• **Required work**
Below are several records. Retype exactly those lines running from the one with "use std::collections::HashMap;" through the one with "use motion_replay_rs::storage;", end lines included, and no others.

*** Data excerpts Section Begins ***

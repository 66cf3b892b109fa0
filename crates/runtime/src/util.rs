// SPDX-License-Identifier: BUSL-1.1
// Copyright (c) 2026 Alfred Jean LLC

//! Small shared helpers for the plugin runtimes.

use std::path::Path;
use std::time::{Duration, Instant, SystemTime, UNIX_EPOCH};
use tracing::{error, warn};

/// Nanoseconds since the Unix epoch.
pub fn now_ns() -> i64 {
    SystemTime::now()
        .duration_since(UNIX_EPOCH)
        .map(|d| d.as_nanos() as i64)
        .unwrap_or(0)
}

/// Record a plugin's termination error next to its state
/// (`{output_path}/{plugin}.err`).
pub fn write_error_file(output_path: &Path, plugin: &str, error: &str) {
    let path = output_path.join(format!("{plugin}.err"));
    if let Err(e) = std::fs::write(&path, error) {
        warn!(plugin, path = %path.display(), error = %e, "could not write error file");
    }
}

/// Remove a stale termination error file when a plugin starts cleanly.
pub fn clear_error_file(output_path: &Path, plugin: &str) {
    let _ = std::fs::remove_file(output_path.join(format!("{plugin}.err")));
}

/// A shared-infrastructure failure that compromises durability: log and
/// exit the process.
pub fn fatal(what: &str, err: &dyn std::fmt::Display) -> ! {
    error!(what, error = %err, "fatal runtime error");
    std::process::exit(1);
}

/// Join worker threads, abandoning any that outlive `timeout`.
pub fn join_with_timeout(
    handles: Vec<(String, std::thread::JoinHandle<()>)>,
    timeout: Duration,
) {
    let deadline = Instant::now() + timeout;
    for (name, handle) in handles {
        while !handle.is_finished() && Instant::now() < deadline {
            std::thread::sleep(Duration::from_millis(10));
        }
        if handle.is_finished() {
            if handle.join().is_err() {
                warn!(plugin = %name, "worker thread panicked");
            }
        } else {
            // a plugin blocked in a native call; nothing safe to do but
            // leave it behind
            warn!(plugin = %name, "worker did not stop in time, abandoning thread");
        }
    }
}
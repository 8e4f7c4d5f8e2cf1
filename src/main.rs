use std::collections::HashMap;
use std::path::{Path, PathBuf};

use anyhow::{Context, Result};
use chrono::Utc;
use clap::{Args, Parser, Subcommand};
use log::{error, info, warn};
use serde_json::json;

use motion_replay_rs::reorder::reorder_samples;
use motion_replay_rs::storage;
use motion_replay_rs::types::AXIS_NAMES;
use motion_replay_rs::{reconstruct_decoded, Frame, ReconstructionConfig};

#[derive(Parser, Debug)]
#[command(name = "motion_replay")]
#[command(about = "Turn recorded IMU telemetry into robot arm movement plans", long_about = None)]
struct Cli {
    #[command(subcommand)]
    command: Command,

    #[command(flatten)]
    overrides: ConfigArgs,
}

#[derive(Args, Debug)]
struct ConfigArgs {
    /// JSON configuration file; missing keys keep their defaults
    #[arg(long, global = true)]
    config: Option<PathBuf>,

    /// Seconds between samples
    #[arg(long, global = true)]
    dt: Option<f64>,

    /// High-pass cutoff frequency (Hz)
    #[arg(long, global = true)]
    cutoff_hz: Option<f64>,

    /// High-pass filter order
    #[arg(long, global = true)]
    filter_order: Option<usize>,

    /// Output poses per second
    #[arg(long, global = true)]
    sampling_rate: Option<f64>,

    /// Kalman process noise
    #[arg(long, global = true)]
    q: Option<f64>,

    /// Kalman measurement noise
    #[arg(long, global = true)]
    r: Option<f64>,
}

impl ConfigArgs {
    fn resolve(&self) -> Result<ReconstructionConfig> {
        let mut config = match &self.config {
            Some(path) => storage::load_config(path)
                .with_context(|| format!("loading config {}", path.display()))?,
            None => ReconstructionConfig::default(),
        };
        if let Some(dt) = self.dt {
            config.dt = dt;
        }
        if let Some(cutoff) = self.cutoff_hz {
            config.high_pass.cutoff_hz = cutoff;
        }
        if let Some(order) = self.filter_order {
            config.high_pass.order = order;
        }
        if let Some(rate) = self.sampling_rate {
            config.sampling_rate = rate;
        }
        if let Some(q) = self.q {
            config.kalman.process_noise = q;
        }
        if let Some(r) = self.r {
            config.kalman.measurement_noise = r;
        }
        config.validate()?;
        Ok(config)
    }
}

#[derive(Subcommand, Debug)]
enum Command {
    /// Rotate raw telemetry into the robot frame and save the flat samples
    Reorder {
        /// Raw extraction output (.json or .json.gz)
        #[arg(long)]
        input: PathBuf,
        #[arg(long, default_value = "reordered")]
        output_dir: PathBuf,
    },
    /// Reconstruct one telemetry file into a movement plan
    Convert {
        /// Raw or reordered telemetry (.json or .json.gz)
        #[arg(long)]
        input: PathBuf,
        #[arg(long, default_value = "niryo_movements")]
        output_dir: PathBuf,
    },
    /// Convert every telemetry file in a directory
    Batch {
        #[arg(long)]
        input_dir: PathBuf,
        #[arg(long, default_value = "niryo_movements")]
        output_dir: PathBuf,
    },
    /// Validate a movement plan and print its extents
    Inspect {
        #[arg(long)]
        plan: PathBuf,
    },
}

fn ts_now() -> String {
    Utc::now().to_rfc3339()
}

fn run_reorder(input: &Path, output_dir: &Path) -> Result<serde_json::Value> {
    let mut decoded = storage::load_telemetry(input)
        .with_context(|| format!("reading telemetry {}", input.display()))?;
    if decoded.frame == Some(Frame::Reordered) {
        warn!("{} is already in the robot frame; writing it unchanged", input.display());
    } else {
        reorder_samples(&mut decoded.samples);
    }
    let path = storage::save_reordered(&decoded.samples, output_dir, input)
        .with_context(|| format!("writing reordered samples to {}", output_dir.display()))?;
    Ok(json!({
        "input": input.display().to_string(),
        "output": path.display().to_string(),
        "samples": decoded.samples.len(),
        "skipped_entries": decoded.skipped_entries,
    }))
}

fn run_convert(input: &Path, output_dir: &Path, config: &ReconstructionConfig) -> Result<serde_json::Value> {
    let decoded = storage::load_telemetry(input)
        .with_context(|| format!("reading telemetry {}", input.display()))?;
    let result = reconstruct_decoded(decoded, config)
        .with_context(|| format!("reconstructing {}", input.display()))?;
    let path = storage::save_plan(&result.plan, output_dir, input)
        .with_context(|| format!("writing movement plan to {}", output_dir.display()))?;
    Ok(json!({
        "input": input.display().to_string(),
        "output": path.display().to_string(),
        "report": result.report,
    }))
}

fn run_batch(input_dir: &Path, output_dir: &Path, config: &ReconstructionConfig) -> Result<serde_json::Value> {
    let mut entries: Vec<PathBuf> = std::fs::read_dir(input_dir)
        .with_context(|| format!("listing {}", input_dir.display()))?
        .filter_map(|entry| entry.ok().map(|e| e.path()))
        .filter(|path| path.is_file() && storage::is_telemetry_file(path))
        .collect();
    entries.sort();

    let mut converted = Vec::new();
    let mut failures = Vec::new();
    let mut claimed: HashMap<PathBuf, PathBuf> = HashMap::new();
    for path in &entries {
        let target = storage::plan_path(output_dir, path);
        let outcome = match claimed.get(&target) {
            Some(owner) => Err(anyhow::anyhow!(
                "output {} already written from {}",
                target.display(),
                owner.display()
            )),
            None => run_convert(path, output_dir, config),
        };
        match outcome {
            Ok(summary) => {
                claimed.insert(target, path.clone());
                converted.push(summary);
            }
            Err(e) => {
                error!("Failed {}: {:#}", path.display(), e);
                failures.push(json!({
                    "input": path.display().to_string(),
                    "error": format!("{:#}", e),
                }));
            }
        }
    }
    info!(
        "Batch finished: {} converted, {} failed",
        converted.len(),
        failures.len()
    );
    Ok(json!({
        "succeeded": converted.len(),
        "failed": failures.len(),
        "results": converted,
        "failures": failures,
    }))
}

fn run_inspect(plan_path: &Path) -> Result<serde_json::Value> {
    let plan = storage::load_plan(plan_path)
        .with_context(|| format!("loading movement plan {}", plan_path.display()))?;
    let extents: serde_json::Map<String, serde_json::Value> = plan
        .extents()
        .map(|ext| {
            AXIS_NAMES
                .iter()
                .zip(ext)
                .map(|(name, (min, max))| (name.to_string(), json!({"min": min, "max": max})))
                .collect()
        })
        .unwrap_or_default();
    Ok(json!({
        "plan": plan_path.display().to_string(),
        "movements": plan.len(),
        "extents": extents,
    }))
}

fn main() -> Result<()> {
    env_logger::Builder::from_env(env_logger::Env::default().default_filter_or("info")).init();
    let cli = Cli::parse();

    let result = match &cli.command {
        Command::Reorder { input, output_dir } => run_reorder(input, output_dir)?,
        Command::Convert { input, output_dir } => {
            run_convert(input, output_dir, &cli.overrides.resolve()?)?
        }
        Command::Batch {
            input_dir,
            output_dir,
        } => run_batch(input_dir, output_dir, &cli.overrides.resolve()?)?,
        Command::Inspect { plan } => run_inspect(plan)?,
    };

    let summary = json!({
        "generated_at": ts_now(),
        "result": result,
    });
    println!("{}", serde_json::to_string_pretty(&summary)?);
    Ok(())
}

#[cfg(test)]
mod tests {
    use super::*;
    use tempfile::TempDir;

    fn write_recording(path: &Path) {
        let entries: Vec<serde_json::Value> = (0..20)
            .map(|i| {
                json!({
                    "Gyroscope": {"3-axis gyroscope": [[0.1, 0.0, 0.0], [0.1, 0.0, 0.0]]},
                    "Accelerometer": {"3-axis accelerometer": [[0.0, (i as f64) * 0.1, 9.8], [0.0, 0.0, 9.8]]},
                    "Interval in ms": format!("({}, {})", i * 20, i * 20 + 10)
                })
            })
            .collect();
        std::fs::write(path, serde_json::Value::Array(entries).to_string()).unwrap();
    }

    #[test]
    fn test_batch_reports_colliding_outputs() {
        let input = TempDir::new().unwrap();
        let output = TempDir::new().unwrap();
        write_recording(&input.path().join("reordered_run.json"));
        write_recording(&input.path().join("run.json"));
        write_recording(&input.path().join("walk.json"));

        let summary = run_batch(input.path(), output.path(), &ReconstructionConfig::default()).unwrap();
        assert_eq!(summary["succeeded"], 2);
        assert_eq!(summary["failed"], 1);
        let error = summary["failures"][0]["error"].as_str().unwrap();
        assert!(error.contains("niryo_run.json"));
        assert!(output.path().join("niryo_walk.json").is_file());
    }

    #[test]
    fn test_failed_conversion_does_not_claim_output() {
        let input = TempDir::new().unwrap();
        let output = TempDir::new().unwrap();
        std::fs::write(input.path().join("reordered_run.json"), "[]").unwrap();
        write_recording(&input.path().join("run.json"));

        let summary = run_batch(input.path(), output.path(), &ReconstructionConfig::default()).unwrap();
        assert_eq!(summary["succeeded"], 1);
        assert_eq!(summary["failed"], 1);
        assert!(output.path().join("niryo_run.json").is_file());
    }
}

*** Data excerpts Section Ends ***

• **The completed task**
use std::collections::HashMap;
use std::path::{Path, PathBuf};

use anyhow::{Context, Result};
use chrono::Utc;
use clap::{Args, Parser, Subcommand};
use log::{error, info, warn};
use serde_json::json;

use motion_replay_rs::reorder::reorder_samples;
use motion_replay_rs::storage;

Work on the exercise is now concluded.